Understanding Children’s Behavioural Problems

Bullying

31 March 2006

Most children who bully other kids, torture animals, and steal or vandalise property, are diagnosed with conduct disorder. Displaying extreme antisocial behaviour, at times accompanied by an absence of emotion, empathy, guilt or remorse, these children typically experience lifelong difficulties in functioning within society and have high rates of incarceration, depression and suicide.Yet the question of what causes the disorder and how to treat it continues to trouble scientists.

Spearheading new research, a 24-year-old Sydney University doctoral student is helping map out the causal pathways to such behaviour. Donna Palmer, from the psychology department and the Brain Dynamics Centre at the Westmead Millennium Institute, is examining the ways in which emotional and social information is processed within the brains of children with conduct disorder. She has been awarded funding from the Australian Rotary Health Research Fund – up to $78,000 over three years – to undertake the study.

“The causes of extreme behaviours range from environmental situations, such as abusive or neglectful families, to strong genetic or biological influences where there are no obvious adverse familial or social factors. This diversity presents a significant challenge for treatment interventions,” explained Ms Palmer.

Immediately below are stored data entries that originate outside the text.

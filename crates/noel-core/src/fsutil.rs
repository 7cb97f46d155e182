//! File replacement helpers.

use std::fs;
use std::io::Write;
use std::path::Path;

use tempfile::NamedTempFile;

use crate::error::NoelError;

/// Replace `path` with `data` by writing a sibling temp file and renaming it
/// over the target.
///
/// The parent directory must already exist. An existing target keeps its
/// permissions. On any failure the target keeps its previous content and the
/// temp file is removed when dropped.
pub(crate) fn write_atomic(path: &Path, data: &[u8]) -> Result<(), NoelError> {
    let dir = match path.parent() {
        Some(parent) if !parent.as_os_str().is_empty() => parent,
        _ => Path::new("."),
    };

    let mut tmp = NamedTempFile::new_in(dir).map_err(|e| NoelError::io(dir, e))?;
    tmp.write_all(data).map_err(|e| NoelError::io(tmp.path(), e))?;
    // Temp files are created owner-only; carry over the target's mode.
    match fs::metadata(path) {
        Ok(metadata) => tmp
            .as_file()
            .set_permissions(metadata.permissions())
            .map_err(|e| NoelError::io(tmp.path(), e))?,
        Err(e) if e.kind() == std::io::ErrorKind::NotFound => {}
        Err(e) => return Err(NoelError::io(path, e)),
    }
    tmp.as_file()
        .sync_all()
        .map_err(|e| NoelError::io(tmp.path(), e))?;
    tmp.persist(path).map_err(|e| NoelError::io(path, e.error))?;
    Ok(())
}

She is researching the extent to which some children with conduct disorder – specifically those displaying “callous-unemotional” traits – are unable to recognise emotions in others. “In many of these cases, normal neural processing of emotional information is disrupted. The problem is biological,” she said.

In her study, children are shown facial displays of fear, happiness, anger, sadness, disgust and neutral emotional expressions. Their responses are recorded at conscious and unconscious detection levels through body arousal – sweat rate, heart rate – and EEGs or electroencephalography.
“By placing an electrode-covered cap on the child’s head and measuring the electrical brain activity, we can monitor how the waveforms of the brain change due to stimuli,” explained Ms Palmer.

This neural testing allows her to tease out the biological differences in the brain responses of different groups of children to various emotional stimuli. By analysing a child’s brain waves in the first half second after exposure to a stimulus – for example, an angry face – Ms Palmer can ascertain the exact stage of processing that is disturbed in these children.

“My hypothesis is that those children who display a difference of processing in the first 200 milliseconds have a problem neurally. While other children may display enhanced brain wave responses when they see an angry face, children with “callous-unemotional” traits may display much smaller waves. These responses are so quick, they are likely to be caused by genetics rather than environment,” she said.

By examining what is happening in the brain, Ms Palmer said that scientists will be able to determine the regions of the brain which are different in these children. “This will lead to new treatments that directly target the core problem,” she said.

Ms Palmer’s research is one of five University studies to benefit from the $1.97 million in medical research grants offered nationally by the Australian Rotary Health Research Fund in 2006. Other projects include a study on the mental and physical health of women caring for Vietnam veteran husbands, the role of iron in breast cancer, the evaluation of a home visiting program for new mothers, and the effects of malaria on the lungs.